*** DATA TO USE ***
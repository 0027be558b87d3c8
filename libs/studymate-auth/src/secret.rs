use std::fmt;

use serde::{Deserialize, Deserializer};
use zeroize::{Zeroize, ZeroizeOnDrop};

/// Placeholder printed in place of any secret.
pub const REDACTED: &str = "[REDACTED]";

/// A bearer token, password or cookie value.
///
/// Formatting always prints [`REDACTED`]; the raw value is reachable only
/// through [`expose`](Self::expose). Zeroed when dropped.
#[derive(Clone, Zeroize, ZeroizeOnDrop)]
pub struct SecretString(String);

impl SecretString {
    #[must_use]
    pub fn new(value: impl Into<String>) -> Self {
        Self(value.into())
    }

    #[must_use]
    pub fn expose(&self) -> &str {
        &self.0
    }

    #[must_use]
    pub fn is_empty(&self) -> bool {
        self.0.is_empty()
    }
}

impl From<String> for SecretString {
    fn from(value: String) -> Self {
        Self(value)
    }
}

impl fmt::Debug for SecretString {
    fn fmt(&self, f: &mut fmt::Formatter<'_>) -> fmt::Result {
        f.write_str(REDACTED)
    }
}

impl fmt::Display for SecretString {
    fn fmt(&self, f: &mut fmt::Formatter<'_>) -> fmt::Result {
        f.write_str(REDACTED)
    }
}

impl<'de> Deserialize<'de> for SecretString {
    fn deserialize<D: Deserializer<'de>>(deserializer: D) -> Result<Self, D::Error> {
        String::deserialize(deserializer).map(Self)
    }
}

#[cfg(test)]
#[cfg_attr(coverage_nightly, coverage(off))]
mod tests {
    use super::*;

    #[test]
    fn formatting_is_redacted() {
        let token = SecretString::from("eyJhbGciOi.payload.sig".to_owned());
        assert_eq!(format!("{token:?}"), REDACTED);
        assert_eq!(format!("{token}"), REDACTED);
        assert_eq!(format!("{:?}", Some(token)), "Some([REDACTED])");
    }

    #[test]
    fn deserializes_from_plain_string() {
        let s: SecretString = serde_json::from_str(r#""hunter2""#).unwrap();
        assert_eq!(s.expose(), "hunter2");
    }

    #[test]
    fn zeroize_empties_value() {
        let mut password = SecretString::new("mentor-pass");
        password.zeroize();
        assert!(password.is_empty());
    }
}
use http::StatusCode;
use serde::{Deserialize, Serialize};
use url::Url;

use crate::classify::ExpiryPolicy;
use crate::error::AuthError;

/// Authentication endpoints and expiry detection settings.
#[derive(Debug, Clone, PartialEq, Eq, Serialize, Deserialize)]
#[serde(default, deny_unknown_fields)]
pub struct AuthConfig {
    /// Absolute base URL of the backend, e.g. `https://api.studymate.example`.
    pub base_url: String,
    pub login_path: String,
    pub refresh_path: String,
    pub logout_path: String,
    /// Statuses that mean "session expired". Must be 4xx codes.
    pub expiry_statuses: Vec<u16>,
}

impl Default for AuthConfig {
    fn default() -> Self {
        Self {
            base_url: "http://localhost:8080".to_owned(),
            login_path: "/auth/login".to_owned(),
            refresh_path: "/auth/refresh".to_owned(),
            logout_path: "/auth/logout".to_owned(),
            expiry_statuses: vec![401, 403],
        }
    }
}

impl AuthConfig {
    /// Config for the given base URL with default paths.
    #[must_use]
    pub fn new(base_url: impl Into<String>) -> Self {
        Self {
            base_url: base_url.into(),
            ..Self::default()
        }
    }

    /// Check that the configuration is usable.
    ///
    /// # Errors
    ///
    /// Returns [`AuthError::Config`] if:
    /// - `base_url` is not an absolute `http`/`https` URL,
    /// - a path does not start with `/`,
    /// - `expiry_statuses` is empty or holds a code outside 400..=499.
    pub fn validate(&self) -> Result<(), AuthError> {
        let base = Url::parse(&self.base_url).map_err(|e| {
            AuthError::Config(format!("base_url '{}' is not absolute: {e}", self.base_url))
        })?;
        if !matches!(base.scheme(), "http" | "https") {
            return Err(AuthError::Config(format!(
                "base_url scheme '{}' is not http or https",
                base.scheme()
            )));
        }

        for (name, path) in [
            ("login_path", &self.login_path),
            ("refresh_path", &self.refresh_path),
            ("logout_path", &self.logout_path),
        ] {
            if !path.starts_with('/') {
                return Err(AuthError::Config(format!(
                    "{name} '{path}' must start with '/'"
                )));
            }
        }

        if self.expiry_statuses.is_empty() {
            return Err(AuthError::Config(
                "expiry_statuses must not be empty".into(),
            ));
        }
        if let Some(code) = self
            .expiry_statuses
            .iter()
            .find(|code| !(400..=499).contains(*code))
        {
            return Err(AuthError::Config(format!(
                "expiry status {code} is not a 4xx client error"
            )));
        }
        Ok(())
    }

    /// Absolute URL for an auth path. The path is appended to the base URL,
    /// so a base with a path prefix keeps it.
    ///
    /// # Errors
    ///
    /// Returns [`AuthError::Config`] if the joined URL does not parse.
    pub fn endpoint(&self, path: &str) -> Result<Url, AuthError> {
        let joined = format!("{}{path}", self.base_url.trim_end_matches('/'));
        Url::parse(&joined)
            .map_err(|e| AuthError::Config(format!("invalid endpoint URL '{joined}': {e}")))
    }

    /// Expiry policy built from `expiry_statuses`.
    ///
    /// # Errors
    ///
    /// Returns [`AuthError::Config`] for codes `http` cannot represent.
    pub fn expiry_policy(&self) -> Result<ExpiryPolicy, AuthError> {
        let statuses = self
            .expiry_statuses
            .iter()
            .map(|code| {
                StatusCode::from_u16(*code)
                    .map_err(|e| AuthError::Config(format!("expiry status {code}: {e}")))
            })
            .collect::<Result<Vec<_>, _>>()?;
        Ok(ExpiryPolicy::new(statuses))
    }
}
*** End of DATA TO USE ***
■ PROMPT
The answer should be exactly the lines from the one that contains "pub fn endpoint(&self, path: &str)" through the end of the entries, both ends included, and nothing besides.

■ TASK RESULT
    pub fn endpoint(&self, path: &str) -> Result<Url, AuthError> {
        let joined = format!("{}{path}", self.base_url.trim_end_matches('/'));
        Url::parse(&joined)
            .map_err(|e| AuthError::Config(format!("invalid endpoint URL '{joined}': {e}")))
    }

    /// Expiry policy built from `expiry_statuses`.
    ///
    /// # Errors
    ///
    /// Returns [`AuthError::Config`] for codes `http` cannot represent.
    pub fn expiry_policy(&self) -> Result<ExpiryPolicy, AuthError> {
        let statuses = self
            .expiry_statuses
            .iter()
            .map(|code| {
                StatusCode::from_u16(*code)
                    .map_err(|e| AuthError::Config(format!("expiry status {code}: {e}")))
            })
            .collect::<Result<Vec<_>, _>>()?;
        Ok(ExpiryPolicy::new(statuses))
    }
}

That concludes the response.